Yoga-Richtungen

Yoga als Lebenseinstellung

Wer sich auf die Suche nach „seinem Yoga“ macht, wird schnell mit unterschiedlichen Stilen und Traditionen des Yoga konfrontiert. Allen ist jedoch eines gemeinsam: die wichtigste Haltung ist die innere. Von dieser hängt es ab, ob Yoga eine Lebenseinstellung wird oder Gymnastik bleibt.

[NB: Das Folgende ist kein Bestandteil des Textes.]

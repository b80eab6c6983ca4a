//! Metadata enrichment and the admission policy.
//!
//! Every tick, a batch of `NEW` items is looked up in one metadata request
//! and each item is admitted, skipped, or failed. The whole batch commits
//! through one `put`.

use std::collections::{BTreeMap, HashMap};
use std::sync::Arc;
use std::time::Duration;

use chrono::{DateTime, Utc};
use tokio_util::sync::CancellationToken;
use tracing::{info, warn};

use crate::adapters::{MetadataSource, VideoInfo};
use crate::index::{Index, Item, Meta, Status};
use crate::util::{parse_iso8601_duration, sleep_cancellable};

/// Upstream batch lookups take at most this many ids per request.
pub const BATCH_SIZE: usize = 50;

const DEFAULT_TICK: Duration = Duration::from_secs(5);

pub struct Enqueuer {
    index: Arc<Index>,
    client: Arc<dyn MetadataSource>,
    max_duration: Duration,
    cooldown: Duration,
    tick: Duration,
}

impl Enqueuer {
    pub fn new(
        index: Arc<Index>,
        client: Arc<dyn MetadataSource>,
        max_duration: Duration,
        cooldown: Duration,
    ) -> Self {
        Self {
            index,
            client,
            max_duration,
            cooldown,
            tick: DEFAULT_TICK,
        }
    }

    pub fn with_tick(mut self, tick: Duration) -> Self {
        self.tick = tick;
        self
    }

    pub async fn run(&self, token: CancellationToken) {
        info!("enqueuer: starting");

        loop {
            if let Err(err) = self.tick_once().await {
                warn!(error = %err, "enqueuer error");
                if !sleep_cancellable(&token, self.cooldown).await {
                    return;
                }
            }
            if !sleep_cancellable(&token, self.tick).await {
                return;
            }
        }
    }

    async fn tick_once(&self) -> anyhow::Result<()> {
        let mut batch = self.index.get(Status::New, BATCH_SIZE).await?;
        if batch.is_empty() {
            return Ok(());
        }

        let ids: Vec<String> = batch.iter().map(|item| item.id.clone()).collect();
        let results = self.client.videos(&ids).await?;

        let by_id: HashMap<&str, &VideoInfo> =
            results.iter().map(|info| (info.id.as_str(), info)).collect();

        for item in &mut batch {
            admit(item, by_id.get(item.id.as_str()).copied(), self.max_duration);
        }

        let summary = status_summary(&batch);
        self.index.put(batch).await?;
        info!(%summary, "enqueuer");
        Ok(())
    }
}

/// Decide what happens to a `NEW` item given its metadata lookup result.
pub fn admit(item: &mut Item, info: Option<&VideoInfo>, max_duration: Duration) {
    let Some(info) = info else {
        item.status = Status::Failed;
        item.reason = "unavailable or deleted".to_string();
        return;
    };

    let published_at = match DateTime::parse_from_rfc3339(&info.snippet.published_at) {
        Ok(at) => at.with_timezone(&Utc),
        Err(err) => {
            item.status = Status::Failed;
            item.reason = format!("could not parse upload time: {}", err);
            return;
        }
    };

    let duration = match parse_iso8601_duration(&info.content_details.duration) {
        Ok(duration) => duration,
        Err(err) => {
            item.status = Status::Failed;
            item.reason = format!("could not parse duration: {}", err);
            return;
        }
    };

    item.meta = Some(Meta {
        title: info.snippet.title.clone(),
        description: info.snippet.description.clone(),
        channel_id: info.snippet.channel_id.clone(),
        channel_title: info.snippet.channel_title.clone(),
        tags: info.snippet.tags.clone(),
        published_at: Some(published_at),
    });
    item.status = Status::Enqueued;

    if info.snippet.live_broadcast_content == "live" {
        item.status = Status::Skipped;
        item.reason = "live".to_string();
    }
    if duration > max_duration {
        item.status = Status::Skipped;
        item.reason = "too long".to_string();
    }
}

fn status_summary(items: &[Item]) -> String {
    let mut counts: BTreeMap<&str, usize> = BTreeMap::new();
    for item in items {
        *counts.entry(item.status.as_str()).or_default() += 1;
    }
    counts
        .iter()
        .map(|(status, n)| format!("{}={}", status, n))
        .collect::<Vec<_>>()
        .join(" ")
}

#[cfg(test)]
mod tests {
    use super::*;
    use crate::adapters::{ContentDetails, Snippet};

    fn info(id: &str) -> VideoInfo {
        VideoInfo {
            id: id.to_string(),
            snippet: Snippet {
                title: "T".to_string(),
                published_at: "2024-01-02T03:04:05Z".to_string(),
                live_broadcast_content: "none".to_string(),
                ..Snippet::default()
            },
            content_details: ContentDetails {
                duration: "PT1M30S".to_string(),
            },
        }
    }

    fn max() -> Duration {
        Duration::from_secs(9 * 3600)
    }

    #[test]
    fn admits_an_ordinary_video() {
        let mut item = Item::new("VIDEOAAAAAA");
        admit(&mut item, Some(&info("VIDEOAAAAAA")), max());

        assert_eq!(item.status, Status::Enqueued);
        let meta = item.meta.unwrap();
        assert_eq!(meta.title, "T");
        assert_eq!(
            meta.published_at.unwrap().to_rfc3339(),
            "2024-01-02T03:04:05+00:00"
        );
    }

    #[test]
    fn missing_lookup_fails_the_item() {
        let mut item = Item::new("VIDEOAAAAAA");
        admit(&mut item, None, max());

        assert_eq!(item.status, Status::Failed);
        assert_eq!(item.reason, "unavailable or deleted");
    }

    #[test]
    fn live_broadcasts_are_skipped() {
        let mut item = Item::new("VIDEOAAAAAA");
        let mut live = info("VIDEOAAAAAA");
        live.snippet.live_broadcast_content = "live".to_string();
        admit(&mut item, Some(&live), max());

        assert_eq!(item.status, Status::Skipped);
        assert_eq!(item.reason, "live");
        assert!(item.meta.is_some());
    }

    #[test]
    fn overlong_videos_are_skipped() {
        let mut item = Item::new("VIDEOAAAAAA");
        let mut long = info("VIDEOAAAAAA");
        long.content_details.duration = "PT10H".to_string();
        admit(&mut item, Some(&long), max());

        assert_eq!(item.status, Status::Skipped);
        assert_eq!(item.reason, "too long");
    }

    #[test]
    fn parse_failures_fail_the_item() {
        let mut item = Item::new("VIDEOAAAAAA");
        let mut bad = info("VIDEOAAAAAA");
        bad.content_details.duration = "ninety seconds".to_string();
        admit(&mut item, Some(&bad), max());
        assert_eq!(item.status, Status::Failed);
        assert!(item.reason.starts_with("could not parse duration"));

        let mut item = Item::new("VIDEOBBBBBB");
        let mut bad = info("VIDEOBBBBBB");
        bad.snippet.published_at = "yesterday".to_string();
        admit(&mut item, Some(&bad), max());
        assert_eq!(item.status, Status::Failed);
        assert!(item.reason.starts_with("could not parse upload time"));
    }

    #[test]
    fn summary_counts_by_status() {
        let mut a = Item::new("a");
        a.status = Status::Enqueued;
        let mut b = Item::new("b");
        b.status = Status::Enqueued;
        let mut c = Item::new("c");
        c.status = Status::Skipped;

        assert_eq!(status_summary(&[a, b, c]), "ENQUEUED=2 SKIPPED=1");
    }
}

Fast jeder weiß mittlerweile, was Sanskrit heißt, nur aber etwa die Hälfte hat auch wirklich Praxiserfahrung. Manch ein Anfänger denkt, er macht ein wenig Körperübungen (asanas) und Atemübungen (pranayama) und alles wird gut.

Wer Yoga ernsthaft praktiziert, lebt nach einer tiefen Überzeugung und Lebenseinstellung. Innerer Friede, Gelassenheit und Einklang mit sich und der Umwelt, das sind die Ziele. Das bedeutet aber auch harte Arbeit, Ausdauer und Disziplin.

Lehrer vermitteln dies schon in den ersten Stunden: ernsthaft praktiziertes Yoga ist kein „Spaziergang“. Eingeweihte wissen es, und Anfänger ahnen es nach den ersten Stunden. Umso simpler klingt die Lösung Patanjalis: das Positive stärken, das Negative abschwächen.

Wie immer und überall stellt sich auch bei Yoga die Frage: inwieweit nehme ich die Übungen ernst? Folge ich einem Trend, und kann mitreden? Oder will ich durch Yoga bestimmte Veränderungen erwirken?

Die Übungen des Yoga setzen nur den Impuls auf dem Weg des In-sich-Hineinhörens. Durch den gleichmäßigen Rhythmus des Einatmens strömen Energien in den Körper. Ängste und Verspannungen werden durch das Ausatmen gelöst. Übende nehmen Gedanken und Gefühle wahr und lassen sie los. Inwieweit es wirkt und hilft, entscheidet allein der Mensch.

Mit Hilfe eines Blitzkurses in Sachen Yoga werden die Streßsymptome nicht einfach so verschwinden. 

Gemeinsame Wurzel

Im alten Indien jedoch, war Yoga zunächst etwas ganz Praktisches: Das Anbinden von Zugtieren. Dahinter verbirg sich aber schon ein wichtiger Aspekt des Yoga-Weges: Yoga stellt aus zwei Elementen eine Vereinigung her.

Im Bild: Die Tiere, die vorher für sich waren, werden miteinander verbunden, es erfolgt also eine Vereinigung. Andererseits bekommt der Fuhrmann oder Bauer mit dem Joch und Geschirr aber auch Kontrolle über die Tiere, es findet damit eine Lenkung der Zugtiere statt.

Die Weisen in Indien erkannten einen noch tieferen Sinn: "Dieser menschliche Körper ist das Fahrzeug der Seele (eigentlich des "Selbstes" = atman), und die menschlichen Sinne sind zunächst wie wilde Tiere. Sie müssen gebündelt (vereinigt) und kontrolliert (gelenkt) werden, damit der Mensch mit seinem Fahrzeug zur "Selbst-Verwirklichung" gelangen kann."